Give the number of lines in the data that hold the string "when". Nothing else is needed.

Stored dataset items
——————————
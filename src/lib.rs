#![allow(clippy::missing_errors_doc)]
#![allow(clippy::missing_panics_doc)]
#![allow(clippy::uninlined_format_args)]
#![allow(clippy::module_name_repetitions)]

//! # Inpainting Service Client
//!
//! A client for the theinpaint.com web editor. It uploads an image, finds the
//! uploaded image in the caller's image list by name, and submits a PNG mask
//! that tells the service which parts to inpaint.
//!
//! ## Features
//!
//! - **Upload**: multipart `POST /upload` with the browser-like headers the service expects
//! - **Lookup**: `GET /user/info/` and a first-match scan by `fileName`
//! - **Process**: mask submitted as a percent-encoded PNG data URI
//! - **Masks**: draw green regions and red strokes on a transparent canvas
//! - **Sessions**: reuse a `connect.sid` cookie or pick up the one the service issues
//! - **CLI Integration**: optional command-line interface (enable with `cli` feature)
//!
//! ## Quick Start
//!
//! ```rust,no_run
//! use inpaint_client::{ClientConfig, InpaintClient, InpaintWorkflow, NoOpStepReporter, WorkflowRequest};
//!
//! # async fn example() -> anyhow::Result<()> {
//! let client = InpaintClient::new(&ClientConfig::default())?;
//! let request = WorkflowRequest::from_paths("animal_image.png", "mask.png", None, None, None).await?;
//!
//! let mut workflow = InpaintWorkflow::new(client, Box::new(NoOpStepReporter));
//! let report = workflow.run(&request).await?;
//! println!("processed {} with status {}", report.target.id, report.process_status);
//! # Ok(())
//! # }
//! ```
//!
//! ### Feature Flags
//!
//! - `cli` (default): command-line interface, spinner and tracing subscriber setup
//! - `tracing-json`: JSON log output for the CLI
//!
//! ### Library-Only Usage
//!
//! ```toml
//! [dependencies]
//! inpaint-client = { version = "0.1", default-features = false }
//! ```

#[cfg(feature = "cli")]
pub mod cli;
pub mod client;
pub mod config;
pub mod encoding;
pub mod endpoints;
pub mod error;
pub mod mask;
pub mod models;
pub mod services;
#[cfg(feature = "cli")]
pub mod tracing_config;
pub mod workflow;

use std::path::Path;

// Public API exports
pub use client::{ImageListing, InpaintClient, UploadOutcome, UPLOAD_FIELD};
pub use config::{ClientConfig, ClientConfigBuilder, SiteUrls};
pub use encoding::{from_data_uri, mask_form_body, percent_encode_component, to_data_uri};
pub use endpoints::Endpoint;
pub use error::{InpaintError, Result};
pub use mask::MaskBuilder;
pub use models::{find_by_file_name, EditorTarget, ImageRecord, SessionCredential};
pub use services::{
    infer_media_type, JsonLinesReporter, LocalFiles, NoOpStepReporter, StepReport, StepReporter,
    StepTracker, UploadFile, WorkflowStep,
};
pub use workflow::{InpaintWorkflow, WorkflowReport, WorkflowRequest};

#[cfg(feature = "cli")]
pub use tracing_config::{TracingConfig, TracingFormat};

/// Run the full workflow for an image and mask on disk
///
/// The image is uploaded under its file stem. Nothing is printed; use
/// [`InpaintWorkflow`] with a [`StepReporter`] to observe each step.
///
/// # Examples
///
/// ```rust,no_run
/// use inpaint_client::{inpaint_file, ClientConfig, SessionCredential};
///
/// # async fn example() -> anyhow::Result<()> {
/// let session = SessionCredential::parse("s%3Aabc.def")?;
/// let report = inpaint_file("animal_image.png", "mask.png", &ClientConfig::default(), Some(session)).await?;
/// assert_eq!(report.record.file_name(), Some("animal_image"));
/// # Ok(())
/// # }
/// ```
pub async fn inpaint_file<P: AsRef<Path>, Q: AsRef<Path>>(
    image_path: P,
    mask_path: Q,
    config: &ClientConfig,
    session: Option<SessionCredential>,
) -> Result<WorkflowReport> {
    let client = InpaintClient::new(config)?;
    let request = WorkflowRequest::from_paths(image_path, mask_path, None, None, session).await?;
    let mut workflow = InpaintWorkflow::new(client, Box::new(NoOpStepReporter));
    let report = workflow.run(&request).await?;
    Ok(report)
}
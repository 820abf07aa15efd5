//! Wire contract of the three service endpoints
//!
//! Each endpoint is described as data: method, path and the fixed header set
//! the service expects. The session cookie is layered on by the client since
//! it is the only per-call input. Keeping this free of I/O lets the contract
//! be checked without a server.

use crate::config::SiteUrls;
use crate::error::{InpaintError, Result};
use crate::models::{EditorTarget, SessionCredential};
use reqwest::header::{
    HeaderMap, HeaderName, HeaderValue, ACCEPT, CACHE_CONTROL, CONTENT_TYPE, COOKIE, ORIGIN,
    REFERER, USER_AGENT,
};
use reqwest::{Method, Url};

/// Marker header the service uses to tell in-page script calls from navigations
pub const X_REQUESTED_WITH: &str = "x-requested-with";

/// Form content type of the process call
pub const FORM_URLENCODED: &str = "application/x-www-form-urlencoded";

/// The three calls of the upload → lookup → process workflow
#[derive(Debug, Clone, Copy, PartialEq, Eq)]
pub enum Endpoint<'a> {
    /// `POST /upload` (multipart, field `image`)
    Upload,
    /// `GET /user/info/`
    Info,
    /// `POST /editor/{id}/{secret}/process` (form, field `mask`)
    Process(&'a EditorTarget),
}

impl Endpoint<'_> {
    /// Short action name used in reports and logs
    #[must_use]
    pub fn action(&self) -> &'static str {
        match self {
            Self::Upload => "upload",
            Self::Info => "info",
            Self::Process(_) => "process",
        }
    }

    #[must_use]
    pub fn method(&self) -> Method {
        match self {
            Self::Upload | Self::Process(_) => Method::POST,
            Self::Info => Method::GET,
        }
    }

    /// Path relative to the site root
    #[must_use]
    pub fn path(&self) -> String {
        match self {
            Self::Upload => "upload".to_string(),
            Self::Info => "user/info/".to_string(),
            Self::Process(target) => target.process_path(),
        }
    }

    pub fn url(&self, site: &SiteUrls) -> Result<Url> {
        site.join(&self.path())
    }

    /// Fixed header pairs for this endpoint, in the order they are sent
    pub fn header_pairs(&self, site: &SiteUrls, user_agent: &str) -> Result<Vec<(HeaderName, String)>> {
        let root = site.root().to_string();
        let origin = site.origin().to_string();

        let pairs = match self {
            Self::Upload => vec![
                (ACCEPT, "application/json".to_string()),
                (CACHE_CONTROL, "no-cache".to_string()),
                (ORIGIN, origin),
                (REFERER, root),
                (USER_AGENT, user_agent.to_string()),
                (
                    HeaderName::from_static(X_REQUESTED_WITH),
                    "XMLHttpRequest".to_string(),
                ),
            ],
            Self::Info => vec![
                (ACCEPT, "*/*".to_string()),
                (REFERER, root),
                (USER_AGENT, user_agent.to_string()),
            ],
            Self::Process(target) => vec![
                (ACCEPT, "*/*".to_string()),
                (ORIGIN, origin),
                (REFERER, site.join(&target.editor_path())?.to_string()),
                (CONTENT_TYPE, FORM_URLENCODED.to_string()),
                (USER_AGENT, user_agent.to_string()),
            ],
        };
        Ok(pairs)
    }

    /// Header map for this endpoint, including the session cookie when present
    pub fn headers(
        &self,
        site: &SiteUrls,
        user_agent: &str,
        session: Option<&SessionCredential>,
    ) -> Result<HeaderMap> {
        let mut headers = HeaderMap::new();
        for (name, value) in self.header_pairs(site, user_agent)? {
            let value = header_value(&name, &value)?;
            headers.insert(name, value);
        }
        if let Some(credential) = session {
            headers.insert(COOKIE, header_value(&COOKIE, &credential.cookie_header())?);
        }
        Ok(headers)
    }
}

fn header_value(name: &HeaderName, value: &str) -> Result<HeaderValue> {
    HeaderValue::from_str(value).map_err(|e| {
        InpaintError::invalid_config(format!("Invalid value for header '{}': {}", name, e))
    })
}

#[cfg(test)]
mod tests {
    use super::*;

    fn site() -> SiteUrls {
        SiteUrls::parse("https://theinpaint.com").unwrap()
    }

    fn header<'a>(headers: &'a HeaderMap, name: &str) -> Option<&'a str> {
        headers.get(name).and_then(|v| v.to_str().ok())
    }

    #[test]
    fn test_upload_contract() {
        let session = SessionCredential::parse("abc").unwrap();
        let endpoint = Endpoint::Upload;
        assert_eq!(endpoint.method(), Method::POST);
        assert_eq!(
            endpoint.url(&site()).unwrap().as_str(),
            "https://theinpaint.com/upload"
        );

        let headers = endpoint.headers(&site(), "ua/1.0", Some(&session)).unwrap();
        assert_eq!(header(&headers, "accept"), Some("application/json"));
        assert_eq!(header(&headers, "cookie"), Some("connect.sid=abc"));
        assert_eq!(header(&headers, "cache-control"), Some("no-cache"));
        assert_eq!(header(&headers, "origin"), Some("https://theinpaint.com"));
        assert_eq!(header(&headers, "referer"), Some("https://theinpaint.com/"));
        assert_eq!(header(&headers, "user-agent"), Some("ua/1.0"));
        assert_eq!(header(&headers, "x-requested-with"), Some("XMLHttpRequest"));
        assert_eq!(headers.len(), 7);
    }

    #[test]
    fn test_info_contract() {
        let session = SessionCredential::parse("abc").unwrap();
        let endpoint = Endpoint::Info;
        assert_eq!(endpoint.method(), Method::GET);
        assert_eq!(
            endpoint.url(&site()).unwrap().as_str(),
            "https://theinpaint.com/user/info/"
        );

        let headers = endpoint.headers(&site(), "ua/1.0", Some(&session)).unwrap();
        assert_eq!(header(&headers, "accept"), Some("*/*"));
        assert_eq!(header(&headers, "cookie"), Some("connect.sid=abc"));
        assert_eq!(header(&headers, "referer"), Some("https://theinpaint.com/"));
        assert_eq!(header(&headers, "user-agent"), Some("ua/1.0"));
        assert!(headers.get("origin").is_none());
        assert_eq!(headers.len(), 4);
    }

    #[test]
    fn test_process_contract() {
        let target = EditorTarget::new("img42", "s3cr3t");
        let endpoint = Endpoint::Process(&target);
        assert_eq!(endpoint.method(), Method::POST);
        assert_eq!(
            endpoint.url(&site()).unwrap().as_str(),
            "https://theinpaint.com/editor/img42/s3cr3t/process"
        );

        let headers = endpoint.headers(&site(), "ua/1.0", None).unwrap();
        assert_eq!(header(&headers, "accept"), Some("*/*"));
        assert_eq!(header(&headers, "origin"), Some("https://theinpaint.com"));
        assert_eq!(
            header(&headers, "referer"),
            Some("https://theinpaint.com/editor/img42/s3cr3t/")
        );
        assert_eq!(
            header(&headers, "content-type"),
            Some("application/x-www-form-urlencoded")
        );
        assert!(headers.get("cookie").is_none());
    }

    #[test]
    fn test_actions() {
        let target = EditorTarget::new("a", "b");
        assert_eq!(Endpoint::Upload.action(), "upload");
        assert_eq!(Endpoint::Info.action(), "info");
        assert_eq!(Endpoint::Process(&target).action(), "process");
    }

    #[test]
    fn test_invalid_user_agent_is_rejected() {
        let err = Endpoint::Info.headers(&site(), "bad\nagent", None).unwrap_err();
        assert!(err.to_string().contains("user-agent"));
    }
}
//! Local file input for the workflow
//!
//! This module keeps file reads out of the request-building code. Files are
//! read whole, so each handle is closed as soon as its bytes are in memory,
//! on success and on error alike.

use crate::error::{InpaintError, Result};
use image::ImageFormat;
use std::path::{Path, PathBuf};

/// Media type used when none is declared and the extension is unknown
pub const FALLBACK_MEDIA_TYPE: &str = "application/octet-stream";

/// An image ready to be sent to the upload endpoint
#[derive(Clone, PartialEq, Eq)]
pub struct UploadFile {
    /// Name the service will list the image under (no extension)
    pub base_name: String,
    /// Extension appended to the multipart file name, including the dot
    pub extension: String,
    /// Declared media type of `bytes`
    pub media_type: String,
    pub bytes: Vec<u8>,
}

impl std::fmt::Debug for UploadFile {
    fn fmt(&self, f: &mut std::fmt::Formatter<'_>) -> std::fmt::Result {
        f.debug_struct("UploadFile")
            .field("base_name", &self.base_name)
            .field("extension", &self.extension)
            .field("media_type", &self.media_type)
            .field("bytes", &format!("{} bytes", self.bytes.len()))
            .finish()
    }
}

impl UploadFile {
    /// Build an upload from bytes already in memory
    pub fn from_bytes<N, E, M>(base_name: N, extension: E, media_type: M, bytes: Vec<u8>) -> Result<Self>
    where
        N: Into<String>,
        E: Into<String>,
        M: Into<String>,
    {
        let base_name = base_name.into();
        if base_name.trim().is_empty() {
            return Err(InpaintError::invalid_config("Remote file name cannot be empty"));
        }

        let extension = extension.into();
        let extension = if extension.is_empty() || extension.starts_with('.') {
            extension
        } else {
            format!(".{}", extension)
        };

        Ok(Self {
            base_name,
            extension,
            media_type: media_type.into(),
            bytes,
        })
    }

    /// Read an image from disk
    ///
    /// `remote_name` defaults to the file stem and `media_type` is inferred
    /// from the extension when not given.
    ///
    /// # Errors
    /// - File cannot be read
    /// - No usable file name for the remote copy
    pub async fn from_path<P: AsRef<Path>>(
        path: P,
        remote_name: Option<&str>,
        media_type: Option<&str>,
    ) -> Result<Self> {
        let path = path.as_ref();
        let bytes = LocalFiles::read(path).await?;

        let base_name = match remote_name {
            Some(name) => name.to_string(),
            None => path
                .file_stem()
                .and_then(|s| s.to_str())
                .map(str::to_string)
                .ok_or_else(|| {
                    InpaintError::invalid_config(format!(
                        "Cannot derive a remote name from '{}'",
                        path.display()
                    ))
                })?,
        };

        let extension = path
            .extension()
            .and_then(|s| s.to_str())
            .map(|ext| format!(".{}", ext))
            .unwrap_or_default();

        let media_type = media_type.map_or_else(|| infer_media_type(path), str::to_string);

        Self::from_bytes(base_name, extension, media_type, bytes)
    }

    /// File name sent in the multipart `image` part
    #[must_use]
    pub fn file_name(&self) -> String {
        format!("{}{}", self.base_name, self.extension)
    }
}

/// Guess a media type from the file extension
#[must_use]
pub fn infer_media_type(path: &Path) -> String {
    ImageFormat::from_path(path)
        .map(|format| format.to_mime_type().to_string())
        .unwrap_or_else(|_| FALLBACK_MEDIA_TYPE.to_string())
}

/// Service for reading and writing the workflow's local files
pub struct LocalFiles;

impl LocalFiles {
    /// Read a whole file, closing it before returning
    pub async fn read<P: AsRef<Path>>(path: P) -> Result<Vec<u8>> {
        let path = path.as_ref();
        tokio::fs::read(path)
            .await
            .map_err(|e| InpaintError::file_io_error("read file", path, &e))
    }

    /// Write bytes, creating the parent directory when needed
    pub async fn write<P: AsRef<Path>>(path: P, bytes: &[u8]) -> Result<PathBuf> {
        let path = path.as_ref();
        if let Some(parent) = path.parent().filter(|p| !p.as_os_str().is_empty()) {
            tokio::fs::create_dir_all(parent)
                .await
                .map_err(|e| InpaintError::file_io_error("create output directory", parent, &e))?;
        }
        tokio::fs::write(path, bytes)
            .await
            .map_err(|e| InpaintError::file_io_error("write file", path, &e))?;
        Ok(path.to_path_buf())
    }
}

#[cfg(test)]
mod tests {
    use super::*;
    use tempfile::TempDir;

    #[tokio::test]
    async fn test_from_path_defaults() {
        let dir = TempDir::new().unwrap();
        let path = dir.path().join("panda.png");
        std::fs::write(&path, b"not really a png").unwrap();

        let upload = UploadFile::from_path(&path, None, None).await.unwrap();
        assert_eq!(upload.base_name, "panda");
        assert_eq!(upload.extension, ".png");
        assert_eq!(upload.media_type, "image/png");
        assert_eq!(upload.file_name(), "panda.png");
        assert_eq!(upload.bytes, b"not really a png");
    }

    #[tokio::test]
    async fn test_from_path_overrides() {
        let dir = TempDir::new().unwrap();
        let path = dir.path().join("panda.png");
        std::fs::write(&path, b"x").unwrap();

        let upload = UploadFile::from_path(&path, Some("animal_image"), Some("image/webp"))
            .await
            .unwrap();
        assert_eq!(upload.file_name(), "animal_image.png");
        assert_eq!(upload.media_type, "image/webp");
    }

    #[tokio::test]
    async fn test_missing_file() {
        let dir = TempDir::new().unwrap();
        let err = UploadFile::from_path(dir.path().join("nope.png"), None, None)
            .await
            .unwrap_err();
        assert!(err.to_string().contains("read file"));
        assert!(err.to_string().contains("nope.png"));
    }

    #[test]
    fn test_from_bytes_normalises_extension() {
        let upload = UploadFile::from_bytes("a", "jpg", "image/jpeg", vec![]).unwrap();
        assert_eq!(upload.file_name(), "a.jpg");
        let upload = UploadFile::from_bytes("a", "", "image/jpeg", vec![]).unwrap();
        assert_eq!(upload.file_name(), "a");
        assert!(UploadFile::from_bytes(" ", ".png", "image/png", vec![]).is_err());
    }

    #[test]
    fn test_infer_media_type() {
        assert_eq!(infer_media_type(Path::new("a.jpg")), "image/jpeg");
        assert_eq!(infer_media_type(Path::new("a.webp")), "image/webp");
        assert_eq!(infer_media_type(Path::new("a.unknown")), FALLBACK_MEDIA_TYPE);
        assert_eq!(infer_media_type(Path::new("noext")), FALLBACK_MEDIA_TYPE);
    }

    #[tokio::test]
    async fn test_write_creates_parent() {
        let dir = TempDir::new().unwrap();
        let path = dir.path().join("nested/out/mask.png");
        LocalFiles::write(&path, b"abc").await.unwrap();
        assert_eq!(LocalFiles::read(&path).await.unwrap(), b"abc");
    }

    #[test]
    fn test_debug_hides_payload() {
        let upload = UploadFile::from_bytes("a", ".png", "image/png", vec![1, 2, 3]).unwrap();
        assert!(format!("{:?}", upload).contains("3 bytes"));
    }
}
——————————
§ Answer to this task: 4